Unless you use a trick like setting up a classroom in Duolingo Schools, you can only access Tips & Notes once you reach a particular row. I came across this sentence in the “animals” units which is in Row 10; the “relative clauses” unit only comes in Row 26.

I wasn’t going to say this, but this frankly strikes me as a rather complex sentence for Row 10.

This said, thanks for detailed the explanation.


Thank you for that response; I apologise for being hasty. I assumed, without checking, that the sentence was from the "relative clauses" unit.

You're right that that grammar is too advanced for the "animals" unit; it shouldn't come until the "relative clauses" unit where this feature is explained.

I'll see what I can do.


No problem. You should note that there are actually quite a few sentences in the “animals” unit with relative clauses formed with “bogh”.


Yes; some -bogh words are in that section as a kind of preview, a but like how SuvwI'pu' is introduced before the plural marker -pu' in general.

Those particular -bogh forms are, I suppose, expected to be learned as individual items, rather than as something to generalise - the general form is taught later and then learners will be expected to be able to apply -bogh to anything.

We may have to see how learners do on this selection and possibly modify the lesson in the future.


So, the topic marker does not set the topic of the sentence necessarily, as a topic marker does in Japanese or Korean, but rather simply sets the marker for a particular clause? Then one could have a long, periodic sentence with multiple 'e' markers all in quite ambiguous relationships with each other?

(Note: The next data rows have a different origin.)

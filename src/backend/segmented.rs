//! Lock-free backend built on crossbeam's segmented queue.

use std::sync::atomic::{AtomicBool, AtomicUsize, Ordering};

use crossbeam::queue::SegQueue;
use handoff_core::AddError;

use super::{Backend, Retrieval, Retrieved};

/// Unbounded lock-free queue with a completion flag.
///
/// `SegQueue` has no notion of closing, so pushes register themselves in an
/// in-flight counter before checking the flag. A consumer only reports
/// [`Retrieved::Finished`] once the flag is set and no push is in flight,
/// which means no accepted item can still be on its way into the queue.
#[derive(Debug)]
pub struct Segmented<T> {
    queue: SegQueue<T>,
    closed: AtomicBool,
    in_flight: AtomicUsize,
}

impl<T> Segmented<T> {
    /// Create an empty queue.
    #[must_use]
    pub fn new() -> Self {
        Self {
            queue: SegQueue::new(),
            closed: AtomicBool::new(false),
            in_flight: AtomicUsize::new(0),
        }
    }

    /// Items currently queued.
    #[must_use]
    pub fn len(&self) -> usize {
        self.queue.len()
    }

    /// Whether the queue is currently empty.
    #[must_use]
    pub fn is_empty(&self) -> bool {
        self.queue.is_empty()
    }
}

impl<T> Default for Segmented<T> {
    fn default() -> Self {
        Self::new()
    }
}

impl<T: Send> Backend<T> for Segmented<T> {
    fn name(&self) -> &'static str {
        "segqueue"
    }

    fn retrieval(&self) -> Retrieval {
        Retrieval::Polling
    }

    fn push(&self, item: T) -> Result<(), AddError<T>> {
        // SeqCst pairs the counter with the flag: a consumer that sees
        // `closed` and then a zero counter also sees every accepted push.
        self.in_flight.fetch_add(1, Ordering::SeqCst);
        if self.closed.load(Ordering::SeqCst) {
            self.in_flight.fetch_sub(1, Ordering::SeqCst);
            return Err(AddError::Closed(item));
        }
        self.queue.push(item);
        self.in_flight.fetch_sub(1, Ordering::SeqCst);
        Ok(())
    }

    fn retrieve(&self) -> Retrieved<T> {
        if let Some(item) = self.queue.pop() {
            return Retrieved::Item(item);
        }
        if !self.closed.load(Ordering::SeqCst) || self.in_flight.load(Ordering::SeqCst) != 0 {
            return Retrieved::Empty;
        }
        match self.queue.pop() {
            Some(item) => Retrieved::Item(item),
            None => Retrieved::Finished,
        }
    }

    fn complete(&self) {
        self.closed.store(true, Ordering::SeqCst);
    }
}
//! Consuming iterator over a [`BlockingQueue`].

use core::iter::FusedIterator;

use crate::queue::BlockingQueue;

/// Yields items by blocking [`take`](BlockingQueue::take) until the queue is
/// closed and drained.
///
/// Several iterators may drain the same queue from different threads; each
/// item is yielded by exactly one of them.
pub struct ConsumingIter<'a, T> {
    queue: &'a BlockingQueue<T>,
    done: bool,
}

impl<'a, T> ConsumingIter<'a, T> {
    pub(crate) fn new(queue: &'a BlockingQueue<T>) -> Self {
        Self { queue, done: false }
    }
}

impl<T> Iterator for ConsumingIter<'_, T> {
    type Item = T;

    fn next(&mut self) -> Option<T> {
        if self.done {
            return None;
        }
        match self.queue.take() {
            Ok(item) => Some(item),
            Err(_) => {
                self.done = true;
                None
            }
        }
    }
}

impl<T> FusedIterator for ConsumingIter<'_, T> {}
//! Unbounded FIFO queue guarded by a single mutex and condition variable.
//!
//! Every operation takes the same lock, so the queue is linearizable but
//! fully serialized under contention. Producers never block. Consumers
//! blocked in [`BlockingQueue::take`] or [`BlockingQueue::first`] are woken
//! by broadcast on every [`add`](BlockingQueue::add) and on
//! [`close`](BlockingQueue::close), and re-check the queue state on each
//! wake.
//!
//! # Example
//!
//! ```
//! use handoff_core::{BlockingQueue, TakeError};
//! use std::thread;
//!
//! let queue = BlockingQueue::new();
//!
//! thread::scope(|s| {
//!     s.spawn(|| {
//!         for i in 0..100 {
//!             queue.add(i).unwrap();
//!         }
//!         queue.close();
//!     });
//!
//!     let mut received = Vec::new();
//!     loop {
//!         match queue.take() {
//!             Ok(item) => received.push(item),
//!             Err(TakeError::ClosedEmpty) => break,
//!             Err(e) => panic!("{e}"),
//!         }
//!     }
//!     assert_eq!(received, (0..100).collect::<Vec<_>>());
//! });
//! ```

use std::collections::VecDeque;
use std::fmt;
use std::time::{Duration, Instant};

use parking_lot::{Condvar, Mutex};
use snafu::ensure;

use crate::error::{AddError, ClosedEmptySnafu, TakeError, TimedOutSnafu};
use crate::iter::ConsumingIter;

struct State<T> {
    items: VecDeque<T>,
    closed: bool,
}

/// Mutex + condvar blocking queue with a one-way close switch.
pub struct BlockingQueue<T> {
    state: Mutex<State<T>>,
    available: Condvar,
}

impl<T> BlockingQueue<T> {
    /// Create an empty, open queue.
    #[must_use]
    pub fn new() -> Self {
        Self {
            state: Mutex::new(State {
                items: VecDeque::new(),
                closed: false,
            }),
            available: Condvar::new(),
        }
    }

    /// Create an empty queue with room for `capacity` items before reallocating.
    #[must_use]
    pub fn with_capacity(capacity: usize) -> Self {
        Self {
            state: Mutex::new(State {
                items: VecDeque::with_capacity(capacity),
                closed: false,
            }),
            available: Condvar::new(),
        }
    }

    /// Append an item to the tail and wake every blocked consumer.
    ///
    /// The closed flag is checked under the lock that [`close`](Self::close)
    /// takes, so once `close` has returned every later `add` is rejected.
    pub fn add(&self, item: T) -> Result<(), AddError<T>> {
        let mut state = self.state.lock();
        if state.closed {
            return Err(AddError::Closed(item));
        }
        state.items.push_back(item);
        drop(state);

        self.available.notify_all();
        Ok(())
    }

    /// Remove the head if there is one. Never blocks, ignores the closed flag.
    #[must_use]
    pub fn try_take(&self) -> Option<T> {
        self.state.lock().items.pop_front()
    }

    /// Remove the head if there is one, without blocking.
    ///
    /// Unlike [`try_take`](Self::try_take), an empty closed queue is reported
    /// as [`TakeError::ClosedEmpty`]. Emptiness and the closed flag are read
    /// under one lock acquisition.
    pub fn poll(&self) -> Result<Option<T>, TakeError> {
        let mut state = self.state.lock();
        match state.items.pop_front() {
            Some(item) => Ok(Some(item)),
            None if state.closed => ClosedEmptySnafu.fail(),
            None => Ok(None),
        }
    }

    /// Remove the head, blocking until an item arrives.
    ///
    /// Fails with [`TakeError::ClosedEmpty`] once the queue is closed and
    /// drained.
    pub fn take(&self) -> Result<T, TakeError> {
        let mut state = self.state.lock();
        loop {
            if let Some(item) = state.items.pop_front() {
                return Ok(item);
            }
            ensure!(!state.closed, ClosedEmptySnafu);
            self.available.wait(&mut state);
        }
    }

    /// Like [`take`](Self::take), but gives up with [`TakeError::TimedOut`]
    /// after `timeout`.
    pub fn take_timeout(&self, timeout: Duration) -> Result<T, TakeError> {
        let deadline = Instant::now() + timeout;
        let mut state = self.state.lock();
        let mut timed_out = false;
        loop {
            if let Some(item) = state.items.pop_front() {
                return Ok(item);
            }
            ensure!(!state.closed, ClosedEmptySnafu);
            ensure!(!timed_out, TimedOutSnafu);
            timed_out = self.available.wait_until(&mut state, deadline).timed_out();
        }
    }

    /// Mark the queue closed and wake every blocked consumer. Idempotent.
    pub fn close(&self) {
        self.state.lock().closed = true;
        self.available.notify_all();
    }

    /// Close the queue and release its storage.
    ///
    /// Returns the number of items that were still queued. They are dropped
    /// after the lock is released. Safe to call more than once.
    pub fn dispose(&self) -> usize {
        let mut state = self.state.lock();
        state.closed = true;
        let items = core::mem::take(&mut state.items);
        drop(state);

        self.available.notify_all();
        items.len()
    }

    /// Whether [`close`](Self::close) or [`dispose`](Self::dispose) has run.
    #[must_use]
    pub fn is_closed(&self) -> bool {
        self.state.lock().closed
    }

    /// Number of queued items at the time of the call.
    #[must_use]
    pub fn len(&self) -> usize {
        self.state.lock().items.len()
    }

    /// Whether the queue was empty at the time of the call.
    #[must_use]
    pub fn is_empty(&self) -> bool {
        self.state.lock().items.is_empty()
    }

    /// Iterate by repeated [`take`](Self::take) until the queue is closed and
    /// drained.
    pub fn consuming_iter(&self) -> ConsumingIter<'_, T> {
        ConsumingIter::new(self)
    }
}

impl<T: Clone> BlockingQueue<T> {
    /// Clone the head without removing it, blocking until an item arrives.
    ///
    /// Same failure contract as [`take`](Self::take).
    pub fn first(&self) -> Result<T, TakeError> {
        let mut state = self.state.lock();
        loop {
            if let Some(item) = state.items.front() {
                return Ok(item.clone());
            }
            ensure!(!state.closed, ClosedEmptySnafu);
            self.available.wait(&mut state);
        }
    }
}

impl<T> Default for BlockingQueue<T> {
    fn default() -> Self {
        Self::new()
    }
}

impl<T> fmt::Debug for BlockingQueue<T> {
    fn fmt(&self, f: &mut fmt::Formatter<'_>) -> fmt::Result {
        let state = self.state.lock();
        f.debug_struct("BlockingQueue")
            .field("len", &state.items.len())
            .field("closed", &state.closed)
            .finish()
    }
}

In an interview in HolQeD, Dr. Okrand said that-'e' was really a focus marker and not really a topic marker. Most of the time he has used it, he has placed it on an object or subject in place. I would love to see it also used as a topic marker to indicate a third noun that the sentence is related to. We do seem to have one instance of Dr. Okrand applying it to a location in ST:V... qIbDaq’’e’ SoH Dun law’ Hoch Dun puS “You would be the greatest warrior in the galaxy," but that still seems to be focus, not topic.


I don't think you can have more than one -'e' per clause, and I think it's usually clear what function the -'e'-marked noun has in each clause: whether it's part of a "to be" construction or part of a relative clause. (And if it's neither, it's just a topic marker.)

I'm not sure what would happen if you tried to combine "to be" with a relative clause, as in "The officer killed the father who is a teacher".

Though I think there it only makes sense to relativise the subject, so it kind of might work out: ghojmoHwI' ghaH vav'e' HoH yaS (with the -'e' doing double duty). It wouldn't really make sense to relativise the "object" there (the officer killed the teacher who the father was??) so there's no danger of two -'e's in the same clause.

And in the simple case, you could join lots of main clauses together with conjunctions such as 'ej "and", each of which has an -'e', and I don't think the result is ambiguous: vavwI' ghaH torgh'e' 'ej SoSwI' ghaH mara'e' 'ach be'nalwI' ghaH lurveng'e' "Torg is my father and Mara is my mother but Lurveng is my wife."